■ Data extract ■
== Segment start ==
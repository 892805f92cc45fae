use serde::Serialize;

use crate::constants::UNKNOWN_TOKEN_LABEL;
use crate::pools::BondingCurveSnapshot;

// =============================================================================
// METADATA
// =============================================================================

#[derive(Debug, Clone, Default, PartialEq, Serialize)]
pub struct SocialLinks {
    pub website: Option<String>,
    pub twitter: Option<String>,
    pub telegram: Option<String>,
}

impl SocialLinks {
    /// Fields present in `other` replace ours
    fn overlay(&mut self, other: &SocialLinks) {
        if other.website.is_some() {
            self.website = other.website.clone();
        }
        if other.twitter.is_some() {
            self.twitter = other.twitter.clone();
        }
        if other.telegram.is_some() {
            self.telegram = other.telegram.clone();
        }
    }
}

#[derive(Debug, Clone, PartialEq, Serialize)]
pub struct TokenMetadata {
    pub name: String,
    pub symbol: String,
    pub uri: Option<String>,
    pub image: Option<String>,
    pub description: Option<String>,
    pub socials: SocialLinks,
}

impl TokenMetadata {
    /// Result used when nothing can be resolved for a mint
    pub fn fallback() -> Self {
        Self {
            name: UNKNOWN_TOKEN_LABEL.to_string(),
            symbol: UNKNOWN_TOKEN_LABEL.to_string(),
            uri: None,
            image: None,
            description: None,
            socials: SocialLinks::default(),
        }
    }

    pub fn is_fallback(&self) -> bool {
        self.name == UNKNOWN_TOKEN_LABEL && self.symbol == UNKNOWN_TOKEN_LABEL && self.uri.is_none()
    }

    /// Overlay transaction-local metadata: every field it carries wins
    pub fn overlay(mut self, local: &PartialMetadata) -> Self {
        if let Some(name) = &local.name {
            self.name = name.clone();
        }
        if let Some(symbol) = &local.symbol {
            self.symbol = symbol.clone();
        }
        if local.uri.is_some() {
            self.uri = local.uri.clone();
        }
        if local.image.is_some() {
            self.image = local.image.clone();
        }
        if local.description.is_some() {
            self.description = local.description.clone();
        }
        self.socials.overlay(&local.socials);
        self
    }
}

/// Metadata where every field may be missing (transaction-local source)
#[derive(Debug, Clone, Default, PartialEq)]
pub struct PartialMetadata {
    pub name: Option<String>,
    pub symbol: Option<String>,
    pub uri: Option<String>,
    pub image: Option<String>,
    pub description: Option<String>,
    pub socials: SocialLinks,
}

// =============================================================================
// ANALYTICS
// =============================================================================

/// Holder concentration, two-decimal percentage strings
#[derive(Debug, Clone, PartialEq, Serialize)]
pub struct HolderAnalytics {
    pub top10_holders_pct: String,
    pub dev_holders_pct: String,
    pub snipers_holders_pct: String,
    pub insiders_pct: String,
    pub bundlers_pct: String,
    /// Accounts the percentages were computed from
    pub sampled_accounts: usize,
}

impl HolderAnalytics {
    pub fn neutral() -> Self {
        Self {
            top10_holders_pct: "0.00".to_string(),
            dev_holders_pct: "0.00".to_string(),
            snipers_holders_pct: "0.00".to_string(),
            insiders_pct: "0.00".to_string(),
            bundlers_pct: "0.00".to_string(),
            sampled_accounts: 0,
        }
    }
}

#[derive(Debug, Clone, PartialEq, Serialize)]
pub struct TokenAnalytics {
    pub mint: String,
    pub holders: HolderAnalytics,
    pub bonding_curve: BondingCurveSnapshot,
}

// =============================================================================
// TOKEN EVENT
// =============================================================================

/// Enriched record for one discovered token
#[derive(Debug, Clone, PartialEq, Serialize)]
pub struct TokenEvent {
    pub mint: String,
    pub name: String,
    pub symbol: String,
    pub uri: Option<String>,
    pub image: Option<String>,
    pub description: Option<String>,
    pub socials: SocialLinks,
    pub creator: Option<String>,
    pub initial_buy: f64,
    pub fee_sol: f64,
    pub signature: String,
    pub slot: u64,
    pub block_time: i64,
    pub launchpad_verified: bool,
    pub bonding_curve: Option<BondingCurveSnapshot>,
    pub holders: Option<HolderAnalytics>,
}

impl TokenEvent {
    pub fn apply_metadata(&mut self, metadata: TokenMetadata) {
        self.name = metadata.name;
        self.symbol = metadata.symbol;
        self.uri = metadata.uri;
        self.image = metadata.image;
        self.description = metadata.description;
        self.socials = metadata.socials;
    }
}

#[cfg(test)]
mod tests {
    use super::*;

    #[test]
    fn test_overlay_prefers_transaction_fields() {
        let registry = TokenMetadata {
            name: "Registry Name".to_string(),
            symbol: "REG".to_string(),
            uri: Some("https://registry/uri.json".to_string()),
            image: Some("https://registry/img.png".to_string()),
            description: None,
            socials: SocialLinks {
                website: Some("https://registry.site".to_string()),
                twitter: Some("https://x.com/registry".to_string()),
                telegram: None,
            },
        };
        let local = PartialMetadata {
            name: Some("Local Name".to_string()),
            symbol: None,
            uri: None,
            image: None,
            description: Some("from tx".to_string()),
            socials: SocialLinks {
                twitter: Some("https://x.com/local".to_string()),
                ..SocialLinks::default()
            },
        };

        let merged = registry.overlay(&local);
        assert_eq!(merged.name, "Local Name");
        assert_eq!(merged.symbol, "REG");
        assert_eq!(merged.uri.as_deref(), Some("https://registry/uri.json"));
        assert_eq!(merged.description.as_deref(), Some("from tx"));
        assert_eq!(merged.socials.website.as_deref(), Some("https://registry.site"));
        assert_eq!(merged.socials.twitter.as_deref(), Some("https://x.com/local"));
    }

    #[test]
    fn test_fallback() {
        let fallback = TokenMetadata::fallback();
        assert!(fallback.is_fallback());
        assert_eq!(fallback.name, "Unknown");
        assert_eq!(fallback.symbol, "Unknown");
        assert!(fallback.uri.is_none() && fallback.image.is_none());
    }
}
use std::sync::Arc;

use solana_sdk::pubkey::Pubkey;

use super::holders::compute_holder_analytics;
use super::types::{HolderAnalytics, TokenAnalytics};
use crate::config::AnalyticsConfig;
use crate::logger::{self, LogTag};
use crate::pools::{fetch_bonding_curve, BondingCurveSnapshot};
use crate::retry::RetryPolicy;
use crate::rpc::ChainReader;
use crate::utils::parse_pubkey;

/// Holder concentration and bonding-curve progress for a mint
///
/// Both computations degrade to neutral values on failure.
pub struct AnalyticsCalculator {
    chain: Arc<dyn ChainReader>,
    retry: RetryPolicy,
    config: AnalyticsConfig,
    launchpad_program: Pubkey,
    quote_mint: Pubkey,
}

impl AnalyticsCalculator {
    pub fn new(
        chain: Arc<dyn ChainReader>,
        retry: RetryPolicy,
        config: AnalyticsConfig,
        launchpad_program: Pubkey,
        quote_mint: Pubkey,
    ) -> Self {
        Self {
            chain,
            retry,
            config,
            launchpad_program,
            quote_mint,
        }
    }

    pub fn enabled(&self) -> bool {
        self.config.enabled
    }

    /// Run both computations concurrently
    pub async fn analyze(&self, mint: &str) -> TokenAnalytics {
        let (holders, bonding_curve) = tokio::join!(self.holder_analytics(mint), self.bonding_curve(mint));
        TokenAnalytics {
            mint: mint.to_string(),
            holders,
            bonding_curve,
        }
    }

    pub async fn holder_analytics(&self, mint: &str) -> HolderAnalytics {
        let Ok(mint_key) = parse_pubkey(mint) else {
            return HolderAnalytics::neutral();
        };

        let chain = self.chain.as_ref();
        let (accounts, supply) = tokio::join!(
            self.retry
                .run("getTokenLargestAccounts", || chain.get_token_largest_accounts(&mint_key)),
            self.retry.run("getTokenSupply", || chain.get_token_supply(&mint_key)),
        );

        match (accounts, supply) {
            (Ok(accounts), Ok(supply)) => {
                let stats = compute_holder_analytics(&accounts, &supply, &self.config);
                logger::debug(
                    LogTag::Analytics,
                    &format!(
                        "{} holders: top10 {}% dev {}% snipers {}% bundlers {}%",
                        mint,
                        stats.top10_holders_pct,
                        stats.dev_holders_pct,
                        stats.snipers_holders_pct,
                        stats.bundlers_pct
                    ),
                );
                stats
            }
            (Err(e), _) | (_, Err(e)) => {
                logger::warning(
                    LogTag::Analytics,
                    &format!("Holder analysis failed for {}: {}", mint, e),
                );
                HolderAnalytics::neutral()
            }
        }
    }

    pub async fn bonding_curve(&self, mint: &str) -> BondingCurveSnapshot {
        let Ok(mint_key) = parse_pubkey(mint) else {
            return BondingCurveSnapshot::unavailable(None);
        };

        fetch_bonding_curve(
            self.chain.as_ref(),
            &self.retry,
            &self.launchpad_program,
            &self.quote_mint,
            &mint_key,
        )
        .await
    }
}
== Segment end ==
In the entries above, find lines with "json" and copy each.

■ Result ■
            uri: Some("https://registry/uri.json".to_string()),
        assert_eq!(merged.uri.as_deref(), Some("https://registry/uri.json"));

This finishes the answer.